I am not the one who is getting into the ring. I am not the one who has to stand firm and take whatever blows someone meters out to me. I am not the one who has to have his eyes blacked or his nose broken. I am not the one who has to risk having my teeth chipped or knocked out or brain damage - or death. I love that face, his eyes and nose. I am marveled and delighted by the way his mind works. I have devoted much time and energy in making sure he never had a cavity let alone a chipped tooth or worse. I have never let another child hit him, and for that matter, I have never let anyone else’s child beat on another child when I was around. Now I am suppose to stand down and let him get into a ring with the intention on beating up another woman’s son and whose son intends to hurt mine? It's all madness.

The Last Amazon thinks its all good; sibling rivalry and all that. She has already committed herself to going to all the fights. She thinks it’s a win-win situation. She will get to enjoy watching any blows he receives as he has had the utter gall to have grown more stronger and taller then her. She cannot push him around any longer and already pines for the old days when she could. If he wins; she gains a worthy ally to watch her back. He may be her younger geekie brother but he will be the fighting geekie brother. She is already going around calling him the Mountain - playing on his name.

The irony of this situation is not lost on me and I feel it insufferably. I know Montana only asked me what I thought out of courtesy and respect. He has found a love in boxing that I cannot begin to understand, or more importantly, compete with. There were only two possible choices for his situation. Let him fight competitively with grace or he will create a living hell for what passes as life on earth. I love all my children and never saw them as an extension of myself. They are much too grand and fine to be taken as another younger version of myself. I have never thought that I was anything more than a steward for the great gifts the Lord saw fit to bestow upon me. I knew one day it would end but I just hadn’t realized how much pain would come when they took up their own lives from my hands.

I don’t know if I can find the courage to watch him fight or even cheer him on. I am trying to console myself that modern boxing is no longer practiced like it was in Ancient Greece where the Spartans fought all comers to the death. I am reminded of a conservation I had with Montana’s father’s mother when he was just a newborn in my arms. She was busy telling me that I was going to ruin him by holding him so much. I told her that I had to get all my hugs in now, for there would come a day when it would not be my arms he'd longed for but that of some other woman. She looked me directly in the eye and what startled me was the venomousness of her tone when she replied, “Katie, I know exactly what you mean.” I had prepared myself for another woman but not a sport.

2 comments:

John the Mad said...

Wow. Now that's a post. My grandfather was a coal miner and heavyweight boxer. My father was a coal miner and donneybrooker. I am a sophisticated, intelligent, wise .... wimp. No, scratch that. I'm just not a fisticuffer. Never been in a coal mine.

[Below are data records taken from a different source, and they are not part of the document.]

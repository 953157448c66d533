//! Program client: typed account reads and instruction invocation for one
//! on-chain program, driven by its interface description.

use std::collections::BTreeMap;

use lulo_sol::{bytes_to_address, compile_transaction, Pubkey, SolAccountMeta, SolInstruction};
use tracing::{debug, info, warn};

use crate::accounts::ProgramAccount;
use crate::connection::Connection;
use crate::error::ClientError;
use crate::idl::{ArgValue, Idl};
use crate::wallet::WalletAdapter;

/// Named accounts for one instruction, keyed by IDL account name.
#[derive(Debug, Clone, Default, PartialEq, Eq)]
pub struct AccountMap(BTreeMap<String, Pubkey>);

impl AccountMap {
    pub fn new() -> Self {
        Self::default()
    }

    pub fn with(mut self, name: &str, key: Pubkey) -> Self {
        self.0.insert(name.to_string(), key);
        self
    }

    pub fn get(&self, name: &str) -> Option<&Pubkey> {
        self.0.get(name)
    }

    pub fn len(&self) -> usize {
        self.0.len()
    }

    pub fn is_empty(&self) -> bool {
        self.0.is_empty()
    }

    pub fn names(&self) -> impl Iterator<Item = &str> {
        self.0.keys().map(String::as_str)
    }
}

#[derive(Debug, Clone)]
pub struct ProgramClient {
    idl: Idl,
    program_id: Pubkey,
}

impl ProgramClient {
    /// Client for the program at the IDL's `metadata.address`.
    pub fn new(idl: Idl) -> Result<Self, ClientError> {
        let program_id = idl.address()?;
        Ok(Self { idl, program_id })
    }

    pub fn program_id(&self) -> &Pubkey {
        &self.program_id
    }

    pub fn idl(&self) -> &Idl {
        &self.idl
    }

    // ─── Reads ──────────────────────────────────────────────────────

    /// Fetch and decode one account. `Ok(None)` if it does not exist.
    pub fn fetch<A: ProgramAccount>(
        &self,
        connection: &dyn Connection,
        address: &Pubkey,
    ) -> Result<Option<A>, ClientError> {
        self.check_account_type::<A>()?;

        let Some(info) = connection.get_account(address)? else {
            return Ok(None);
        };
        if info.owner != self.program_id {
            return Err(ClientError::WrongOwner {
                address: bytes_to_address(address),
                program: bytes_to_address(&self.program_id),
            });
        }
        A::decode(&info.data).map(Some)
    }

    /// Scan every account the program owns and keep those of type `A`.
    ///
    /// Accounts of other types are skipped silently; accounts that carry
    /// `A`'s discriminator but fail to decode are skipped with a warning.
    pub fn all<A: ProgramAccount>(
        &self,
        connection: &dyn Connection,
    ) -> Result<Vec<(Pubkey, A)>, ClientError> {
        self.check_account_type::<A>()?;

        let scanned = connection.get_program_accounts(&self.program_id)?;
        let discriminator = crate::anchor::account_discriminator(A::NAME);
        let total = scanned.len();

        let mut out = Vec::new();
        for keyed in scanned {
            if !keyed.account.data.starts_with(&discriminator) {
                continue;
            }
            match A::decode(&keyed.account.data) {
                Ok(account) => out.push((keyed.pubkey, account)),
                Err(e) => warn!(
                    account = %bytes_to_address(&keyed.pubkey),
                    kind = A::NAME,
                    error = %e,
                    "skipping undecodable account"
                ),
            }
        }

        debug!(program = %self.idl.name, kind = A::NAME, total, matched = out.len(), "program scan");
        Ok(out)
    }

    fn check_account_type<A: ProgramAccount>(&self) -> Result<(), ClientError> {
        if self.idl.has_account_type(A::NAME) {
            Ok(())
        } else {
            Err(ClientError::Idl(format!(
                "{} declares no account type {}",
                self.idl.name,
                A::NAME
            )))
        }
    }

    // ─── Instructions ───────────────────────────────────────────────

    /// Build one instruction, ordering `accounts` the way the IDL declares.
    ///
    /// Every declared account must be present in the map and the map may not
    /// name accounts the instruction does not declare.
    pub fn instruction(
        &self,
        name: &str,
        args: &[ArgValue],
        accounts: &AccountMap,
    ) -> Result<SolInstruction, ClientError> {
        let ix = self.idl.instruction(name)?;

        let mut metas = Vec::with_capacity(ix.accounts.len());
        for item in &ix.accounts {
            let key = accounts.get(&item.name).ok_or_else(|| {
                ClientError::MissingAccount(format!("{name} requires account {}", item.name))
            })?;
            metas.push(SolAccountMeta::new(*key, item.is_signer, item.is_mut));
        }

        if let Some(extra) = accounts
            .names()
            .find(|n| !ix.accounts.iter().any(|item| item.name == *n))
        {
            return Err(ClientError::Idl(format!(
                "{name} declares no account {extra}"
            )));
        }

        Ok(SolInstruction {
            program_id: self.program_id,
            accounts: metas,
            data: ix.encode_args(args)?,
        })
    }

    /// Invoke `name` with `accounts`, preceded by `prelude` instructions in
    /// order, signed and sent through `wallet`. Returns the signature.
    pub fn invoke(
        &self,
        connection: &dyn Connection,
        wallet: &dyn WalletAdapter,
        name: &str,
        args: &[ArgValue],
        accounts: &AccountMap,
        prelude: &[SolInstruction],
    ) -> Result<String, ClientError> {
        let fee_payer = wallet.public_key().ok_or(ClientError::WalletNotConnected)?;

        let ix = self.instruction(name, args, accounts)?;
        debug!(
            program = %self.idl.name,
            instruction = name,
            data = %hex::encode(&ix.data),
            prelude = prelude.len(),
            "assembled instruction"
        );

        let mut instructions = prelude.to_vec();
        instructions.push(ix);

        let blockhash = connection.get_latest_blockhash()?;
        let tx = compile_transaction(&instructions, &fee_payer, &blockhash)?;
        let signature = wallet.send_transaction(&tx, connection)?;

        info!(program = %self.idl.name, instruction = name, %signature, "transaction sent");
        Ok(signature)
    }
}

Thanks to my parents and grandparents.

Who is the patron saint of boxers?

K. Shoshana said...

To tell you the truth, it is kind of first in the family. My mother's family were always too busy working to fight. My father's family scrapped alot but I blame the drink - though no one ever had the intention to fight per say. I don't think there is a patron saint of boxers but his middle name is Francis, so till confirmation, Francis will have to do -as his mother I probably should be directing my prayers to Saint Anthony. Patron Saint of lost causes, things, loose and fallen women.